Nokia Corporation (ADR) (NYSE:NOK) (BIT:NOK1V) (HEL:NOK1V) is getting out of the mobile manufacturing business, and analysts couldn’t be happier. The bull case compares Nokia to QUALCOMM, Inc. (NASDAQ:QCOM), a company that has been hugely successful monetizing its patent portfolio, but according to Morgan Stanley analyst Francois Meunier, the comparison doesn’t hold.

“While bulls on the stock point to QUALCOMM, Inc. (NASDAQ:QCOM),” he writes, “we think this may be premature. Nokia already receives license income from the two largest smartphone players – Apple Inc. (NASDAQ:AAPL) and Samsung Electronics Co., Ltd. (LON:BC94) (KRX:005930) – as well as Microsoft Corporation (NASDAQ:MSFT). The lack of other business with these players (cf. Qualcomm) could also affect Nokia’s ability to monetize / develop its IP.”

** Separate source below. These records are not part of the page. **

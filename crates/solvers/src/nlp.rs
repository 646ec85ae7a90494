//! Adapter for generic nonlinear-programming solvers.
//!
//! The whole program becomes one NLP: a flat decision vector of parameters,
//! node states and node controls, the sum of every flat cost as objective,
//! and the flat constraint stack. The solver itself sits behind
//! [`NlpBackend`].
//!
//! # Iteration history
//!
//! With `return_iterations` set, every iterate is spooled to a JSON-lines
//! file under the adapter's scratch directory and returned in
//! [`SolutionRecord::iterates`](crate::SolutionRecord::iterates).
//!
//! # Observer
//!
//! [`Adapter::solve_observed`] forwards every [`Event`] to a caller observer,
//! which can return [`Action::StopEarly`].

mod action;
mod backend;
mod config;
mod error;
mod event;
mod history;
mod layout;

#[cfg(test)]
mod tests;

use std::{
    marker::PhantomData,
    path::{Path, PathBuf},
};

use stride_core::{Expr, Observer, Ocp};

use crate::{
    Multipliers, Options, SolutionRecord, SolverInterface, Status,
    aggregate::{constraint, objective},
};

pub use action::Action;
pub use backend::{NlpBackend, NlpLimits, NlpOutput, NlpProblem, NlpStats};
pub use config::Config;
pub use error::{Error, SolutionLength};
pub use event::Event;

use history::History;
use layout::Layout;

/// The generic solver adapter.
pub struct Adapter<E, B> {
    backend: B,
    config: Config,
    warm_start: Option<Multipliers>,
    record: Option<SolutionRecord>,
    scratch_dir: PathBuf,
    _expr: PhantomData<fn() -> E>,
}

impl<E: Expr, B: NlpBackend<E>> Adapter<E, B> {
    /// Creates an adapter with the backend's default options.
    #[must_use]
    pub fn new(backend: B) -> Self {
        Self {
            backend,
            config: Config::defaults(B::OPTION_PREFIX),
            warm_start: None,
            record: None,
            scratch_dir: std::env::temp_dir().join("stride"),
            _expr: PhantomData,
        }
    }

    /// Sets the directory iteration histories are spooled to.
    #[must_use]
    pub fn with_scratch_dir(mut self, directory: impl Into<PathBuf>) -> Self {
        self.scratch_dir = directory.into();
        self
    }

    #[must_use]
    pub fn scratch_dir(&self) -> &Path {
        &self.scratch_dir
    }

    #[must_use]
    pub fn config(&self) -> &Config {
        &self.config
    }

    #[must_use]
    pub fn backend(&self) -> &B {
        &self.backend
    }

    /// Solves `ocp`, forwarding every backend iterate to `observer`.
    ///
    /// # Errors
    ///
    /// Returns an error if the problem's profiles cannot be evaluated, if the
    /// backend cannot run, or if the iteration history cannot be written.
    pub fn solve_observed<Obs>(
        &mut self,
        ocp: &Ocp<E>,
        mut observer: Obs,
    ) -> Result<&SolutionRecord, Error>
    where
        Obs: Observer<Event, Action>,
    {
        let layout = Layout::new(ocp);
        let bounds = Layout::bounds(ocp)?;
        let x0 = Layout::initial_guess(ocp)?;
        let constraints = constraint::flat(ocp);
        let problem = NlpProblem {
            x: Layout::decision_vector(ocp),
            f: objective::flat(ocp).total(),
            g: constraints.values,
        };
        let limits = NlpLimits {
            lbx: bounds.lower().clone(),
            ubx: bounds.upper().clone(),
            lbg: constraints.bounds.lower().clone(),
            ubg: constraints.bounds.upper().clone(),
            x0,
            lam_x0: self.warm_start.as_ref().map(|m| m.lam_x.clone()),
            lam_g0: self.warm_start.as_ref().map(|m| m.lam_g.clone()),
        };
        log::debug!(
            "nlp has {} variables and {} constraints",
            layout.len(),
            limits.lbg.len()
        );

        let mut history = if self.config.return_iterations() {
            Some(History::create(&self.scratch_dir)?)
        } else {
            None
        };
        let mut history_error = None;

        let relay = |event: &Event| {
            if let Some(history) = history.as_mut() {
                if let Err(error) = history.append(&event.x) {
                    history_error.get_or_insert(error);
                }
            }
            observer.observe(event)
        };

        let output = self
            .backend
            .solve(&problem, &limits, self.config.solver_options(), relay)
            .map_err(|error| Error::Backend(Box::new(error)))?;

        if let Some(error) = history_error {
            return Err(error.into());
        }
        let iterates = history.map(History::finish).transpose()?;

        if output.x.len() != layout.len() {
            return Err(Error::Backend(Box::new(SolutionLength {
                expected: layout.len(),
                found: output.x.len(),
            })));
        }
        let (parameters, phases) = layout.unpack(&output.x);
        let status = if output.stats.success {
            Status::Success
        } else {
            Status::Failure
        };
        if status.is_success() {
            log::info!(
                "nlp solved in {} iterations, objective {:e}",
                output.stats.iterations,
                output.f
            );
        } else {
            log::warn!(
                "nlp stopped without success after {} iterations",
                output.stats.iterations
            );
        }

        Ok(self.record.insert(SolutionRecord {
            phases,
            parameters,
            objective: output.f,
            iterations: output.stats.iterations,
            wall_time: output.stats.wall_time,
            status,
            multipliers: Some(Multipliers {
                lam_x: output.lam_x,
                lam_g: output.lam_g,
            }),
            iterates,
        }))
    }
}

impl<E: Expr, B: NlpBackend<E>> SolverInterface<E> for Adapter<E, B> {
    type Error = Error;

    fn configure(&mut self, options: Options) -> Result<(), Error> {
        self.config = Config::new(options, B::OPTION_PREFIX)?;
        Ok(())
    }

    fn solve(&mut self, ocp: &Ocp<E>) -> Result<&SolutionRecord, Error> {
        self.solve_observed(ocp, ())
    }

    fn result(&self) -> Option<&SolutionRecord> {
        self.record.as_ref()
    }

    fn warm_start(&mut self, multipliers: Multipliers) -> Result<(), Error> {
        self.warm_start = Some(multipliers);
        Ok(())
    }

    fn iterations(&self) -> Result<&[ndarray::Array1<f64>], Error> {
        self.record
            .as_ref()
            .and_then(|record| record.iterates.as_deref())
            .ok_or(Error::IterationsNotRecorded)
    }
}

Nokia’s patent expansion, IP portfolio key issues

Meunier has increased his price target for Nokia Corporation (NYSE:NOK) (BIT:NOK1V) (HEL:NOK1V) from €5.00 to €5.50, but he’s still fairly neutral on the stock. He forecasts €800 million in patent income next year, including €125 million for the Microsoft deal and an additional €150 million from Samsung, but he doesn’t see the opportunity for further expansion. Meunier also points out that Nokia Corporation (NYSE:NOK) (BIT:NOK1V) (HEL:NOK1V) will need to beef up its IP portfolio, which will require a heavy OPEX investment. Also, bulls who use Qualcomm as an example of how much money can be made out of IT royalties should bear in mind that Qualcomm’s rates have been falling.

Nokia

Nokia Siemens to benefit from cash on hand

Microsoft Corporation (NASDAQ:MSFT) offered $7.3 billion to buy Nokia’s devices division and license the company’s IT patents for ten years back in September, and while the deal hasn’t been finalized it doesn’t look like it will have any problems getting regulatory approval. The main question now is what Nokia Corporation (NYSE:NOK) (BIT:NOK1V) (HEL:NOK1V) will do with all the cash that it has on hand. Obviously the bulls who are comparing Nokia to QUALCOMM, Inc. (NASDAQ:QCOM) are most excited about what it can do with its IP holdings, but its main business will likely be Nokia Siemens Networks, a formerly loss-making division that has been turned around under the leadership of CEO Rajeev Suri and earned nearly $13 billion in the first three quarters of this year.

But Suri has said that he wants to “trade some of that profit for top line,” implying that he will be less picky with his bids in the future, even if that means letting margins fall a bit.